# Exercise requirements
Where does the string "extend" occur in the records below? Copy every line that holds it.

# Records supplied
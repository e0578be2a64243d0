//! Subprocess execution for the provider adapters.
//!
//! `Runner` is what adapters depend on; `ProcessRunner` spawns real programs and
//! `MockRunner` (tests) records commands and replays canned output.

use anyhow::{anyhow, Context, Result};
use tokio::io::AsyncWriteExt;
use tokio::process::Command;
use tracing::debug;

#[derive(Debug, Clone, Default, PartialEq, Eq)]
pub struct Cmd {
    pub program: String,
    pub args: Vec<String>,
    pub env: Vec<(String, String)>,
    pub stdin: Option<Vec<u8>>,
}

impl Cmd {
    pub fn new(program: &str) -> Self {
        Self { program: program.to_string(), ..Default::default() }
    }

    pub fn arg(mut self, a: impl Into<String>) -> Self {
        self.args.push(a.into());
        self
    }

    pub fn args<I, S>(mut self, items: I) -> Self
    where
        I: IntoIterator<Item = S>,
        S: Into<String>,
    {
        self.args.extend(items.into_iter().map(Into::into));
        self
    }

    pub fn envs(mut self, vars: &[(String, String)]) -> Self {
        self.env.extend(vars.iter().cloned());
        self
    }

    pub fn stdin(mut self, bytes: Vec<u8>) -> Self {
        self.stdin = Some(bytes);
        self
    }

    /// Program and arguments; environment values never appear here.
    pub fn line(&self) -> String {
        std::iter::once(self.program.as_str()).chain(self.args.iter().map(String::as_str)).collect::<Vec<_>>().join(" ")
    }
}

#[async_trait::async_trait]
pub trait Runner: Send + Sync {
    /// Stdout of a successful run; a non-zero exit is an error carrying stderr.
    async fn run(&self, cmd: &Cmd) -> Result<Vec<u8>>;
}

pub struct ProcessRunner;

#[async_trait::async_trait]
impl Runner for ProcessRunner {
    async fn run(&self, cmd: &Cmd) -> Result<Vec<u8>> {
        debug!(cmd = %cmd.line(), "exec");
        let mut c = Command::new(&cmd.program);
        c.args(&cmd.args).envs(cmd.env.iter().map(|(k, v)| (k.as_str(), v.as_str())));
        c.stdin(if cmd.stdin.is_some() { std::process::Stdio::piped() } else { std::process::Stdio::null() });
        c.stdout(std::process::Stdio::piped()).stderr(std::process::Stdio::piped());
        let mut child = c.spawn().with_context(|| format!("spawning {}", cmd.program))?;
        if let (Some(bytes), Some(mut pipe)) = (cmd.stdin.as_ref(), child.stdin.take()) {
            pipe.write_all(bytes).await.context("writing stdin")?;
        }
        let out = child.wait_with_output().await.with_context(|| format!("waiting for {}", cmd.program))?;
        if !out.status.success() {
            return Err(anyhow!("{} failed ({}): {}", cmd.line(), out.status, String::from_utf8_lossy(&out.stderr).trim()));
        }
        Ok(out.stdout)
    }
}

# Response to the exercise
        self.args.extend(items.into_iter().map(Into::into));
        self.env.extend(vars.iter().cloned());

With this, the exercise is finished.